### Exercise requirements
Only lines with the word "term" are needed; collect each of them from the listing below.

┌──

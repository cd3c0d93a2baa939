//! Rotations CLI
//!
//! Local execution entry point. For AWS Lambda, use `rotations-lambda`.

use std::path::PathBuf;

use clap::{Parser, Subcommand};
use rotations::{
    config,
    error::{AppError, Result},
    models::{SearchFilters, SearchQuery, SubmitRequest},
    services::{ReviewSubmitter, SearchResolver, fetch_site, migrate_rows},
    sitemap, storage,
};

/// Rotations - clinical rotation site reviews
#[derive(Parser, Debug)]
#[command(
    name = "rotations",
    version,
    about = "Review aggregation backend for clinical rotation sites"
)]
struct Cli {
    /// Path to the TOML configuration file
    #[arg(short, long, default_value = "rotations.toml")]
    config: PathBuf,

    /// Enable verbose logging
    #[arg(short, long)]
    verbose: bool,

    #[command(subcommand)]
    command: Command,
}

#[derive(Subcommand, Debug)]
enum Command {
    /// Submit a review from a JSON file shaped like the API request body
    Submit {
        /// Path to the request JSON
        file: PathBuf,
    },

    /// Search sites by free text or by field
    Search {
        /// Free-text term (specialty, then hospital or location)
        #[arg(short, long)]
        q: Option<String>,

        #[arg(long)]
        specialty: Option<String>,

        #[arg(long)]
        hospital: Option<String>,

        #[arg(long)]
        city: Option<String>,

        #[arg(long)]
        state: Option<String>,

        /// Return one page with pagination metadata
        #[arg(long)]
        page: Option<usize>,
    },

    /// Show one site with its reviews
    Show {
        site_id: String,
    },

    /// Rewrite legacy rows in the current schema
    Migrate,

    /// Generate sitemap.xml from the front-end sources
    Sitemap {
        /// Also upload the sitemap to the configured bucket
        #[cfg(feature = "s3")]
        #[arg(long)]
        publish: bool,
    },

    /// Validate the configuration file
    Validate,
}

/// Initialize logging at the given default level.
fn init_logging(level: &str) {
    env_logger::Builder::from_env(env_logger::Env::default().default_filter_or(level))
        .format_timestamp_secs()
        .init();
}

fn print_json<T: serde::Serialize>(value: &T) -> Result<()> {
    println!("{}", serde_json::to_string_pretty(value)?);
    Ok(())
}

/// Main entry point for the CLI application.
#[tokio::main]
async fn main() -> Result<()> {
    let cli = Cli::parse();

    let loaded = config::load(&cli.config);
    let level = match (&loaded, cli.verbose) {
        (_, true) => "debug",
        (Ok(config), false) => config.logging.level.as_str(),
        (Err(_), false) => "info",
    };
    init_logging(level);

    let config = loaded.inspect_err(|e| log::error!("Config validation failed: {}", e))?;
    log::debug!("Loaded configuration from {}", cli.config.display());

    match cli.command {
        Command::Submit { file } => {
            let body = std::fs::read_to_string(&file)?;
            let request: SubmitRequest = serde_json::from_str(&body)
                .map_err(|e| AppError::validation(format!("{}: {e}", file.display())))?;

            let store = storage::open(&config.store).await?;
            let submitter = ReviewSubmitter::new(store, config.store.max_write_attempts);
            let submission = submitter.submit(request).await?;
            print_json(&submission)?;
        }

        Command::Search {
            q,
            specialty,
            hospital,
            city,
            state,
            page,
        } => {
            let query = match q {
                Some(term) => SearchQuery::Text(term),
                None => SearchQuery::Fields {
                    filters: SearchFilters {
                        specialty,
                        hospital_name: hospital,
                        city,
                        state,
                    },
                    page,
                },
            };

            let store = storage::open(&config.store).await?;
            let resolver = SearchResolver::new(store, config.api.page_size);
            let results = resolver.search(&query).await?;
            log::info!("{} sites matched", results.sites().len());
            print_json(&results)?;
        }

        Command::Show { site_id } => {
            let store = storage::open(&config.store).await?;
            let site = fetch_site(store.as_ref(), &site_id).await?;
            print_json(&site)?;
        }

        Command::Migrate => {
            let store = storage::open(&config.store).await?;
            let count = migrate_rows(store.as_ref()).await?;
            log::info!("Rewrote {} rows", count);
        }

        #[cfg(feature = "s3")]
        Command::Sitemap { publish } => {
            let written = sitemap::write_sitemap(&config.sitemap)
                .await
                .inspect_err(|e| log::error!("Sitemap generation failed: {}", e))?;
            if publish {
                sitemap::publish(&config.sitemap, &written)
                    .await
                    .inspect_err(|e| log::error!("Sitemap upload failed: {}", e))?;
            }
        }

        #[cfg(not(feature = "s3"))]
        Command::Sitemap { .. } => {
            sitemap::write_sitemap(&config.sitemap)
                .await
                .inspect_err(|e| log::error!("Sitemap generation failed: {}", e))?;
        }

        Command::Validate => {
            log::info!("Validating configuration...");
            log::info!(
                "✓ Store: {:?} (table {}, {} write attempts)",
                config.store.backend,
                config.store.table_name,
                config.store.max_write_attempts
            );
            log::info!(
                "✓ API: origin {}, page size {}",
                config.api.allowed_origin,
                config.api.page_size
            );
            log::info!(
                "✓ Sitemap: {} from {}",
                config.sitemap.base_url,
                config.sitemap.src_dir.display()
            );
            log::info!("All validations passed!");
        }
    }

    Ok(())
}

└──

### Response area
        /// Free-text term (specialty, then hospital or location)
                Some(term) => SearchQuery::Text(term),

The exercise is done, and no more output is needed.